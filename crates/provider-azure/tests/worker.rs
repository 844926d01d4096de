use std::sync::Arc;

use extensions::apis::extensions::Worker;
use extensions::testing::{cluster, FakeSeedClient};
use extensions::worker::WorkerDelegate;
use k8s_openapi::api::core::v1::Secret;
use k8s_openapi::apimachinery::pkg::util::intstr::IntOrString;
use k8s_openapi::ByteString;
use kube::api::ObjectMeta;
use provider_azure::worker::AzureWorkerDelegate;
use serde_json::{json, Value};

const NAMESPACE: &str = "shoot--foobar--azure";

fn client() -> Arc<FakeSeedClient> {
    let client = Arc::new(FakeSeedClient::new());
    client.insert(&Secret {
        metadata: ObjectMeta {
            name: Some("cloudprovider".to_owned()),
            namespace: Some(NAMESPACE.to_owned()),
            ..Default::default()
        },
        data: Some(
            [
                ("clientID", "client-id"),
                ("clientSecret", "client-secret"),
                ("subscriptionID", "subscription-id"),
                ("tenantID", "tenant-id"),
            ]
            .iter()
            .map(|(k, v)| ((*k).to_owned(), ByteString(v.as_bytes().to_vec())))
            .collect(),
        ),
        ..Default::default()
    });
    client
}

fn worker(zoned: bool, machine_type: &str) -> Worker {
    let mut infra = json!({
        "resourceGroup": {"name": "rg-1234"},
        "networks": {
            "vnet": {"name": "vnet-1234"},
            "subnets": [{"name": "subnet-1234", "purpose": "nodes"}]
        },
        "zoned": zoned
    });
    if !zoned {
        infra["availabilitySets"] = json!([{"purpose": "nodes", "id": "as-1234", "name": "as-name"}]);
    }
    serde_json::from_value(json!({
        "apiVersion": "extensions.gardener.cloud/v1alpha1",
        "kind": "Worker",
        "metadata": {"name": "worker", "namespace": NAMESPACE},
        "spec": {
            "type": "azure",
            "region": "westeurope",
            "secretRef": {"name": "cloudprovider"},
            "infrastructureProviderStatus": infra,
            "sshPublicKey": "ssh-rsa AAAA",
            "pools": [{
                "name": "pool-1",
                "machineType": machine_type,
                "machineImage": {"name": "ubuntu", "version": "18.04"},
                "minimum": 5,
                "maximum": 10,
                "maxSurge": 3,
                "maxUnavailable": 2,
                "userData": base64::encode("some-user-data"),
                "volume": {"size": "20Gi"},
                "zones": ["1", "2"]
            }]
        }
    }))
    .unwrap()
}

fn cluster_with_images() -> extensions::apis::cluster::ClusterContext {
    let mut cluster = cluster(NAMESPACE, "1.2.3");
    cluster.cloud_profile.spec.provider_config = Some(json!({
        "machineImages": [{
            "name": "ubuntu",
            "versions": [{"version": "18.04", "urn": "Canonical:UbuntuServer:18.04-LTS:latest"}]
        }]
    }));
    cluster
}

#[tokio::test]
async fn machine_classes_are_generated_for_pools() {
    let delegate = AzureWorkerDelegate::new(client());
    let config = delegate
        .generate_machine_config(&worker(false, "large"), &cluster_with_images())
        .await
        .unwrap();

    assert_eq!(config.classes.len(), 1);
    assert_eq!(config.deployments.len(), 1);
    let class = &config.classes[0];
    let deployment = &config.deployments[0];

    let class_name = class["name"].as_str().unwrap();
    let prefix = format!("{}-pool-1-", NAMESPACE);
    assert!(class_name.starts_with(&prefix));
    let hash = &class_name[prefix.len()..];
    assert_eq!(hash.len(), 5);
    assert!(hash.chars().all(|c| c.is_ascii_hexdigit()));

    assert_eq!(deployment.name, format!("{}-pool-1", NAMESPACE));
    assert_eq!(deployment.class_name, class_name);
    assert_eq!(deployment.secret_name, class_name);
    assert_eq!(deployment.minimum, 5);
    assert_eq!(deployment.maximum, 10);
    assert_eq!(deployment.max_surge, IntOrString::Int(3));
    assert_eq!(deployment.max_unavailable, IntOrString::Int(2));

    assert_eq!(class["availabilitySetID"], "as-1234");
    assert_eq!(class["subnetName"], "subnet-1234");
    assert_eq!(class["machineType"], "large");
    assert_eq!(class["volumeSize"], 21_474_836_480u64);
    assert_eq!(class["image"]["urn"], "Canonical:UbuntuServer:18.04-LTS:latest");
    assert_eq!(class["secret"]["userData"], "some-user-data");
    assert_eq!(class["secret"]["azureClientId"], "client-id");

    let status = config.provider_status.unwrap();
    assert_eq!(status["machineImages"][0]["urn"], "Canonical:UbuntuServer:18.04-LTS:latest");
}

#[tokio::test]
async fn class_names_are_reproducible() {
    let delegate = AzureWorkerDelegate::new(client());
    let name = |config: extensions::worker::MachineConfig| -> Value { config.classes[0]["name"].clone() };

    let first = delegate
        .generate_machine_config(&worker(false, "large"), &cluster_with_images())
        .await
        .unwrap();
    let second = delegate
        .generate_machine_config(&worker(false, "large"), &cluster_with_images())
        .await
        .unwrap();
    assert_eq!(name(first.clone()), name(second));

    let other = delegate
        .generate_machine_config(&worker(false, "xlarge"), &cluster_with_images())
        .await
        .unwrap();
    assert_ne!(name(first), name(other));
}

#[tokio::test]
async fn zoned_clusters_get_one_deployment_per_zone() {
    let delegate = AzureWorkerDelegate::new(client());
    let config = delegate
        .generate_machine_config(&worker(true, "large"), &cluster_with_images())
        .await
        .unwrap();

    let names: Vec<&str> = config.deployments.iter().map(|d| d.name.as_str()).collect();
    assert_eq!(
        names,
        vec![
            "shoot--foobar--azure-pool-1-z1",
            "shoot--foobar--azure-pool-1-z2"
        ]
    );
    assert_eq!(config.deployments[0].minimum, 3);
    assert_eq!(config.deployments[1].minimum, 2);
    assert_eq!(config.deployments[0].maximum, 5);
    assert_eq!(config.deployments[0].max_surge, IntOrString::Int(2));
    assert_eq!(config.classes[1]["zone"], "2");
    assert!(config.classes[0].get("availabilitySetID").is_none());
}

#[tokio::test]
async fn images_pinned_in_the_status_survive_profile_changes() {
    let delegate = AzureWorkerDelegate::new(client());
    let mut pinned = worker(false, "large");
    pinned.status = Some(serde_json::from_value(json!({
        "providerStatus": {
            "machineImages": [{"name": "ubuntu", "version": "18.04", "urn": "Canonical:UbuntuServer:18.04-LTS:pinned"}]
        }
    }))
    .unwrap());

    let config = delegate
        .generate_machine_config(&pinned, &cluster(NAMESPACE, "1.2.3"))
        .await
        .unwrap();
    assert_eq!(config.classes[0]["image"]["urn"], "Canonical:UbuntuServer:18.04-LTS:pinned");

    let err = delegate
        .generate_machine_config(&worker(false, "large"), &cluster(NAMESPACE, "1.2.3"))
        .await
        .unwrap_err();
    assert!(err.to_string().contains("ubuntu/18.04"));
}

#[tokio::test]
async fn zoned_pools_without_zones_are_rejected() {
    let delegate = AzureWorkerDelegate::new(client());
    let mut worker = worker(true, "large");
    worker.spec.pools[0].zones.clear();

    let err = delegate
        .generate_machine_config(&worker, &cluster_with_images())
        .await
        .unwrap_err();
    assert!(err.to_string().contains("has no zones"));
    assert!(matches!(
        err.downcast_ref::<extensions::error::Error>(),
        Some(extensions::error::Error::Invalid { .. })
    ));
}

━━━━━━━━━━━━━━━━━━━━

What the task asks:
Output every record in full, exactly as it was given.

Task solution:
filename crates/provider-azure/tests/worker.rs
repository 844926d01d4096de
use std::sync::Arc;

use extensions::apis::extensions::Worker;
use extensions::testing::{cluster, FakeSeedClient};
use extensions::worker::WorkerDelegate;
use k8s_openapi::api::core::v1::Secret;
use k8s_openapi::apimachinery::pkg::util::intstr::IntOrString;
use k8s_openapi::ByteString;
use kube::api::ObjectMeta;
use provider_azure::worker::AzureWorkerDelegate;
use serde_json::{json, Value};

const NAMESPACE: &str = "shoot--foobar--azure";

fn client() -> Arc<FakeSeedClient> {
    let client = Arc::new(FakeSeedClient::new());
    client.insert(&Secret {
        metadata: ObjectMeta {
            name: Some("cloudprovider".to_owned()),
            namespace: Some(NAMESPACE.to_owned()),
            ..Default::default()
        },
        data: Some(
            [
                ("clientID", "client-id"),
                ("clientSecret", "client-secret"),
                ("subscriptionID", "subscription-id"),
                ("tenantID", "tenant-id"),
            ]
            .iter()
            .map(|(k, v)| ((*k).to_owned(), ByteString(v.as_bytes().to_vec())))
            .collect(),
        ),
        ..Default::default()
    });
    client
}

fn worker(zoned: bool, machine_type: &str) -> Worker {
    let mut infra = json!({
        "resourceGroup": {"name": "rg-1234"},
        "networks": {
            "vnet": {"name": "vnet-1234"},
            "subnets": [{"name": "subnet-1234", "purpose": "nodes"}]
        },
        "zoned": zoned
    });
    if !zoned {
        infra["availabilitySets"] = json!([{"purpose": "nodes", "id": "as-1234", "name": "as-name"}]);
    }
    serde_json::from_value(json!({
        "apiVersion": "extensions.gardener.cloud/v1alpha1",
        "kind": "Worker",
        "metadata": {"name": "worker", "namespace": NAMESPACE},
        "spec": {
            "type": "azure",
            "region": "westeurope",
            "secretRef": {"name": "cloudprovider"},
            "infrastructureProviderStatus": infra,
            "sshPublicKey": "ssh-rsa AAAA",
            "pools": [{
                "name": "pool-1",
                "machineType": machine_type,
                "machineImage": {"name": "ubuntu", "version": "18.04"},
                "minimum": 5,
                "maximum": 10,
                "maxSurge": 3,
                "maxUnavailable": 2,
                "userData": base64::encode("some-user-data"),
                "volume": {"size": "20Gi"},
                "zones": ["1", "2"]
            }]
        }
    }))
    .unwrap()
}

fn cluster_with_images() -> extensions::apis::cluster::ClusterContext {
    let mut cluster = cluster(NAMESPACE, "1.2.3");
    cluster.cloud_profile.spec.provider_config = Some(json!({
        "machineImages": [{
            "name": "ubuntu",
            "versions": [{"version": "18.04", "urn": "Canonical:UbuntuServer:18.04-LTS:latest"}]
        }]
    }));
    cluster
}

#[tokio::test]
async fn machine_classes_are_generated_for_pools() {
    let delegate = AzureWorkerDelegate::new(client());
    let config = delegate
        .generate_machine_config(&worker(false, "large"), &cluster_with_images())
        .await
        .unwrap();

    assert_eq!(config.classes.len(), 1);
    assert_eq!(config.deployments.len(), 1);
    let class = &config.classes[0];
    let deployment = &config.deployments[0];

    let class_name = class["name"].as_str().unwrap();
    let prefix = format!("{}-pool-1-", NAMESPACE);
    assert!(class_name.starts_with(&prefix));
    let hash = &class_name[prefix.len()..];
    assert_eq!(hash.len(), 5);
    assert!(hash.chars().all(|c| c.is_ascii_hexdigit()));

    assert_eq!(deployment.name, format!("{}-pool-1", NAMESPACE));
    assert_eq!(deployment.class_name, class_name);
    assert_eq!(deployment.secret_name, class_name);
    assert_eq!(deployment.minimum, 5);
    assert_eq!(deployment.maximum, 10);
    assert_eq!(deployment.max_surge, IntOrString::Int(3));
    assert_eq!(deployment.max_unavailable, IntOrString::Int(2));

    assert_eq!(class["availabilitySetID"], "as-1234");
    assert_eq!(class["subnetName"], "subnet-1234");
    assert_eq!(class["machineType"], "large");
    assert_eq!(class["volumeSize"], 21_474_836_480u64);
    assert_eq!(class["image"]["urn"], "Canonical:UbuntuServer:18.04-LTS:latest");
    assert_eq!(class["secret"]["userData"], "some-user-data");
    assert_eq!(class["secret"]["azureClientId"], "client-id");

    let status = config.provider_status.unwrap();
    assert_eq!(status["machineImages"][0]["urn"], "Canonical:UbuntuServer:18.04-LTS:latest");
}

#[tokio::test]
async fn class_names_are_reproducible() {
    let delegate = AzureWorkerDelegate::new(client());
    let name = |config: extensions::worker::MachineConfig| -> Value { config.classes[0]["name"].clone() };

    let first = delegate
        .generate_machine_config(&worker(false, "large"), &cluster_with_images())
        .await
        .unwrap();
    let second = delegate
        .generate_machine_config(&worker(false, "large"), &cluster_with_images())
        .await
        .unwrap();
    assert_eq!(name(first.clone()), name(second));

    let other = delegate
        .generate_machine_config(&worker(false, "xlarge"), &cluster_with_images())
        .await
        .unwrap();
    assert_ne!(name(first), name(other));
}

#[tokio::test]
async fn zoned_clusters_get_one_deployment_per_zone() {
    let delegate = AzureWorkerDelegate::new(client());
    let config = delegate
        .generate_machine_config(&worker(true, "large"), &cluster_with_images())
        .await
        .unwrap();

    let names: Vec<&str> = config.deployments.iter().map(|d| d.name.as_str()).collect();
    assert_eq!(
        names,
        vec![
            "shoot--foobar--azure-pool-1-z1",
            "shoot--foobar--azure-pool-1-z2"
        ]
    );
    assert_eq!(config.deployments[0].minimum, 3);
    assert_eq!(config.deployments[1].minimum, 2);
    assert_eq!(config.deployments[0].maximum, 5);
    assert_eq!(config.deployments[0].max_surge, IntOrString::Int(2));
    assert_eq!(config.classes[1]["zone"], "2");
    assert!(config.classes[0].get("availabilitySetID").is_none());
}

#[tokio::test]
async fn images_pinned_in_the_status_survive_profile_changes() {
    let delegate = AzureWorkerDelegate::new(client());
    let mut pinned = worker(false, "large");
    pinned.status = Some(serde_json::from_value(json!({
        "providerStatus": {
            "machineImages": [{"name": "ubuntu", "version": "18.04", "urn": "Canonical:UbuntuServer:18.04-LTS:pinned"}]
        }
    }))
    .unwrap());

    let config = delegate
        .generate_machine_config(&pinned, &cluster(NAMESPACE, "1.2.3"))
        .await
        .unwrap();
    assert_eq!(config.classes[0]["image"]["urn"], "Canonical:UbuntuServer:18.04-LTS:pinned");

    let err = delegate
        .generate_machine_config(&worker(false, "large"), &cluster(NAMESPACE, "1.2.3"))
        .await
        .unwrap_err();
    assert!(err.to_string().contains("ubuntu/18.04"));
}

#[tokio::test]
async fn zoned_pools_without_zones_are_rejected() {
    let delegate = AzureWorkerDelegate::new(client());
    let mut worker = worker(true, "large");
    worker.spec.pools[0].zones.clear();

    let err = delegate
        .generate_machine_config(&worker, &cluster_with_images())
        .await
        .unwrap_err();
    assert!(err.to_string().contains("has no zones"));
    assert!(matches!(
        err.downcast_ref::<extensions::error::Error>(),
        Some(extensions::error::Error::Invalid { .. })
    ));
}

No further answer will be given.